Революция приняла людоедское, зверское обличье. Газеты призывают: «Не нужно ни судов, ни трибуналов. Пусть бушует месть рабочих, пусть льется кровь правых эсеров и белогвардейцев, уничтожайте врагов физически!» Кипят митинги. «Нет больше милости, нет пощады!» «Через трупы бойцов — вперед к коммунизму!» Движется отряд коммунаров, впереди — черное знамя с надписью: «Пуля в лоб тому, кто против революции!» И вот уж — настоящая живодерня — из письма рабочих в «Красной коммуне»: «Вас, жирных, за ваши преступления и саботаж надо бы препроводить на утилизационный завод и переварить на мыло, которым пользовались бы труженики, чтобы знать, что их кровь и пот, что вы из них высосали, не пропали даром».
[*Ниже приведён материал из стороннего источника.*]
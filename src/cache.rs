//! The persistent per-task cache: a manifest mapping node ids to the
//! fingerprint and artifact of their last successful execution.
//!
//! Artifacts are stored content-addressed (file name = fingerprint hex), so
//! superseded entries simply stop being referenced. The store is opened at
//! run start and flushed at run end; there is no ambient global state.

use std::collections::HashMap;
use std::fs;
use std::time::SystemTime;

use camino::{Utf8Path, Utf8PathBuf};
use serde::{Deserialize, Serialize};

use crate::core::{Hash32, NodeId};
use crate::io::{link_or_copy, write_atomic};

const MANIFEST: &str = "manifest.cbor";

#[derive(Debug, Clone, Serialize, Deserialize)]
pub(crate) struct CacheEntry {
    pub fingerprint: Hash32,
    /// Artifact file name within the cache directory.
    pub artifact: String,
    pub produced_at: SystemTime,
}

#[derive(Debug)]
pub(crate) struct CacheStore {
    dir: Utf8PathBuf,
    entries: HashMap<NodeId, CacheEntry>,
    dirty: bool,
}

impl CacheStore {
    /// Open the cache directory, reading the manifest if one exists. A
    /// corrupt manifest is discarded rather than failing the run.
    pub(crate) fn open(dir: &Utf8Path) -> std::io::Result<Self> {
        fs::create_dir_all(dir)?;

        let manifest = dir.join(MANIFEST);
        let entries = if manifest.is_file() {
            let file = fs::File::open(&manifest)?;
            match ciborium::from_reader(std::io::BufReader::new(file)) {
                Ok(entries) => entries,
                Err(err) => {
                    tracing::warn!("discarding corrupt cache manifest {manifest}: {err}");
                    HashMap::new()
                }
            }
        } else {
            HashMap::new()
        };

        Ok(CacheStore {
            dir: dir.to_owned(),
            entries,
            dirty: false,
        })
    }

    /// The stored artifact for `id`, provided the stored fingerprint matches
    /// the one recomputed for this run and the artifact bytes still exist.
    pub(crate) fn lookup(&self, id: NodeId, fingerprint: Hash32) -> Option<Utf8PathBuf> {
        let entry = self.entries.get(&id)?;
        if entry.fingerprint != fingerprint {
            return None;
        }
        let path = self.dir.join(&entry.artifact);
        path.is_file().then_some(path)
    }

    /// Record a freshly built artifact. The bytes are linked or copied into
    /// the store under their fingerprint.
    pub(crate) fn store(
        &mut self,
        id: NodeId,
        fingerprint: Hash32,
        artifact: &Utf8Path,
    ) -> std::io::Result<()> {
        let name = fingerprint.to_hex();
        link_or_copy(artifact, &self.dir.join(&name))?;
        self.entries.insert(
            id,
            CacheEntry {
                fingerprint,
                artifact: name,
                produced_at: SystemTime::now(),
            },
        );
        self.dirty = true;
        Ok(())
    }

    /// Write the manifest back to disk if anything changed this run.
    pub(crate) fn flush(&mut self) -> std::io::Result<()> {
        if !self.dirty {
            return Ok(());
        }
        let mut buffer = Vec::new();
        ciborium::into_writer(&self.entries, &mut buffer).map_err(std::io::Error::other)?;
        write_atomic(&self.dir.join(MANIFEST), &buffer)?;
        self.dirty = false;
        Ok(())
    }

    #[cfg(test)]
    pub(crate) fn len(&self) -> usize {
        self.entries.len()
    }
}

#[cfg(test)]
mod tests {
    use super::*;
    use crate::core::Blake3Hasher;

    fn scratch() -> (tempfile::TempDir, Utf8PathBuf) {
        let dir = tempfile::tempdir().unwrap();
        let path = Utf8PathBuf::from_path_buf(dir.path().to_path_buf()).unwrap();
        (dir, path)
    }

    fn id_of(text: &str) -> NodeId {
        let mut hasher = Blake3Hasher::default();
        hasher.push(text);
        NodeId(hasher.finish())
    }

    #[test]
    fn round_trips_through_the_manifest() {
        let (_guard, dir) = scratch();
        let cache_dir = dir.join("cache");
        let artifact = dir.join("artifact");
        fs::write(&artifact, b"bytes").unwrap();

        let id = id_of("node");
        let fingerprint = Hash32::hash(b"fingerprint");

        let mut cache = CacheStore::open(&cache_dir).unwrap();
        cache.store(id, fingerprint, &artifact).unwrap();
        cache.flush().unwrap();

        let cache = CacheStore::open(&cache_dir).unwrap();
        assert_eq!(cache.len(), 1);
        let hit = cache.lookup(id, fingerprint).unwrap();
        assert_eq!(fs::read(hit).unwrap(), b"bytes");
    }

    #[test]
    fn stale_fingerprints_miss() {
        let (_guard, dir) = scratch();
        let cache_dir = dir.join("cache");
        let artifact = dir.join("artifact");
        fs::write(&artifact, b"bytes").unwrap();

        let id = id_of("node");
        let mut cache = CacheStore::open(&cache_dir).unwrap();
        cache.store(id, Hash32::hash(b"old"), &artifact).unwrap();

        assert!(cache.lookup(id, Hash32::hash(b"new")).is_none());
        assert!(cache.lookup(id_of("other"), Hash32::hash(b"old")).is_none());
    }

    #[test]
    fn corrupt_manifest_is_discarded() {
        let (_guard, dir) = scratch();
        let cache_dir = dir.join("cache");
        fs::create_dir_all(&cache_dir).unwrap();
        fs::write(cache_dir.join(MANIFEST), b"not cbor").unwrap();

        let cache = CacheStore::open(&cache_dir).unwrap();
        assert_eq!(cache.len(), 0);
    }
}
И эту «классовую психологию», а вернее сказать, худшие человеческие инстинкты, красные идеологи тут же оформляют, навязывают и закрепляют в сознании, как им кажется — навсегда.
Этот политический садомазохизм — из «Красного евангелия» того же Василия Князева, изданного в 1918-м.
А как же детям расти с таким «евангелием»? Не жутко? Ничего, воспитаем бесстрашных!
«Девочка двенадцати лет боится крови. Составить список книг, чтение которых заставило бы девочку отказаться от инстинктивного отвращения к красному террору». Это из «Сборника задач по внешкольной работе библиотек», выпущенного в скором времени, в 1920-м году.
Общую идейную базу советской власти — диктатуры пролетариата — подвел универсальный гений Ленина: «Научное понятие диктатуры означает не что иное, как ничем не ограниченную, никакими законами, никакими абсолютно правилами не стесненную, непосредственно на насилие опирающуюся власть».
В дни красного террора повсеместно проводится кампания переименований. Делать им больше нечего — в нищей, голодной, истекающей кровью стране! Имя Урицкого получат десятки поселков, районов и улиц, фабрик и пароходов, рудников и фортов. Дворцовую площадь и Таврический дворец в Петрограде отныне надлежит называть площадью Урицкого и дворцом Урицкого. А в Харьковской губернии появится Первый государственный мыловаренный завод имени Урицкого («Вас, жирных, надо бы… переварить на мыло»)!
И все это — под истерические вопли о победоносном шествии революции — в Германии, Европе, во всем мире. Кажется, вот-вот — и карта Земли насквозь пропитается кровью, пущенной большевиками в России.
Большой террор обрушился на страну с первых же лет революции, нарастая волнообразно, а не в конце тридцатых годов, как многие до сих пор думают. Один из его организаторов и идеологов, чекист и литератор, писавший, по сути, не чернилами, а кровью, Мартын Лацис (Судрабс) чеканил публично в ноябре 1918-го: «Мы не ведем войны против отдельных лиц… Мы истребляем буржуазию как класс. Не ищите на следствии материалов и доказательств того, что обвиняемый действовал делом или словом против Советов…» Вот оно, нетленное «Слово и дело государево»! «Первый вопрос, который вы должны ему предложить, — к какому классу он принадлежит, какого он происхождения, воспитания или профессии. Эти вопросы и должны определить судьбу обвиняемого. В этом смысл и сущность красного террора».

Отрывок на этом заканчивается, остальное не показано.